# TASK DESCRIPTION:
The lines below are to be quoted exactly, from the first through the one that contains "const KEY_PREFIX: &str".

# RECORD EXCERPTS:
//! Cache key derivation.
//!
//! A key is `cached-route-<METHOD>-<path>` optionally followed by the sorted
//! query string and the values of any headers the [`KeyPolicy`] names.
//! Authentication context only participates when the policy lists the
//! relevant header (`authorization`, `cookie`).
//!
//! Path segments, query names and values, and header values are
//! percent-encoded, so `?`, `&`, `=`, `|` and `,` only ever appear as
//! separators and distinct requests cannot collide on one key.

use std::fmt;

use serde::{Deserialize, Serialize};

use crate::Request;

const KEY_PREFIX: &str = "cached-route-";

/// Opaque identifier of a cacheable request. Equal requests derive equal keys.
#[derive(Debug, Clone, PartialEq, Eq, Hash, PartialOrd, Ord, Serialize, Deserialize)]
#[serde(transparent)]
pub struct CacheKey(String);

impl CacheKey {
    /// Wraps an already-derived key, for stores with their own key scheme.
    pub fn new(key: impl Into<String>) -> Self {
        Self(key.into())
    }

    /// Derives the key for `request` under `policy`.
    ///
    /// # Examples
    ///
    /// ```
    /// use routecache::{Request, cache::{CacheKey, KeyPolicy}};
    ///
    /// let (a, _) = Request::parse(b"GET /videos//?b=2&a=1 HTTP/1.1\r\n\r\n").unwrap();
    /// let (b, _) = Request::parse(b"GET /videos?a=1&b=2 HTTP/1.1\r\n\r\n").unwrap();
    ///
    /// let policy = KeyPolicy::default();
    /// assert_eq!(CacheKey::derive(&a, &policy), CacheKey::derive(&b, &policy));
    /// assert_eq!(CacheKey::derive(&b, &policy).as_str(), "cached-route-GET-/videos?a=1&b=2");
    /// ```
    pub fn derive(request: &Request, policy: &KeyPolicy) -> Self {
        let mut key = format!(
            "{KEY_PREFIX}{}-{}",
            request.method(),
            normalize_path(request.path())
        );

        if policy.include_query {
            if let Some(query) = request.query_string() {
                let mut pairs: Vec<String> = query
                    .split('&')
                    .filter(|p| !p.is_empty())
                    .map(encode_pair)
                    .collect();
                if !pairs.is_empty() {
                    pairs.sort_unstable();
                    key.push('?');
                    key.push_str(&pairs.join("&"));
                }
            }
        }

        for name in &policy.vary_headers {
            let values: Vec<_> = request
                .headers()
                .get_all(name)
                .map(urlencoding::encode)
                .collect();
            key.push('|');
            key.push_str(&name.to_ascii_lowercase());
            key.push('=');
            key.push_str(&values.join(","));
        }

        Self(key)
    }

    pub fn as_str(&self) -> &str {
        &self.0
    }
}

impl fmt::Display for CacheKey {
    fn fmt(&self, f: &mut fmt::Formatter<'_>) -> fmt::Result {
        f.write_str(&self.0)
    }
}

impl AsRef<str> for CacheKey {
    fn as_ref(&self) -> &str {
        &self.0
    }
}

/// Which parts of a request, beyond method and path, identify a cache entry.
#[derive(Debug, Clone, PartialEq, Eq, Deserialize)]
#[serde(default)]
pub struct KeyPolicy {
    /// Include the (sorted) query string. Default: `true`.
    pub include_query: bool,
    /// Request headers whose values participate in the key.
    pub vary_headers: Vec<String>,
}

impl Default for KeyPolicy {
    fn default() -> Self {
        Self {
            include_query: true,
            vary_headers: Vec::new(),
        }
    }
}

impl KeyPolicy {
    pub fn new() -> Self {
        Self::default()
    }

    #[must_use]
    pub fn include_query(mut self, include: bool) -> Self {
        self.include_query = include;
        self
    }

    /// Adds a request header to the key, e.g. `Accept-Language`.
    #[must_use]
    pub fn vary_header(mut self, name: impl Into<String>) -> Self {
        self.vary_headers.push(name.into());
        self
    }
}

// Collapses repeated slashes and drops a trailing slash, keeping the root as `/`.
fn normalize_path(path: &str) -> String {
    let segments: Vec<_> = path
        .split('/')
        .filter(|s| !s.is_empty())
        .map(urlencoding::encode)
        .collect();
    if segments.is_empty() {
        return "/".to_owned();
    }
    format!("/{}", segments.join("/"))
}

fn encode_pair(pair: &str) -> String {
    match pair.split_once('=') {
        Some((name, value)) => format!(
            "{}={}",
            urlencoding::encode(name),
            urlencoding::encode(value)
        ),
        None => urlencoding::encode(pair).into_owned(),
    }
}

# SOLUTION TO THIS PROBLEM:
//! Cache key derivation.
//!
//! A key is `cached-route-<METHOD>-<path>` optionally followed by the sorted
//! query string and the values of any headers the [`KeyPolicy`] names.
//! Authentication context only participates when the policy lists the
//! relevant header (`authorization`, `cookie`).
//!
//! Path segments, query names and values, and header values are
//! percent-encoded, so `?`, `&`, `=`, `|` and `,` only ever appear as
//! separators and distinct requests cannot collide on one key.

use std::fmt;

use serde::{Deserialize, Serialize};

use crate::Request;

const KEY_PREFIX: &str = "cached-route-";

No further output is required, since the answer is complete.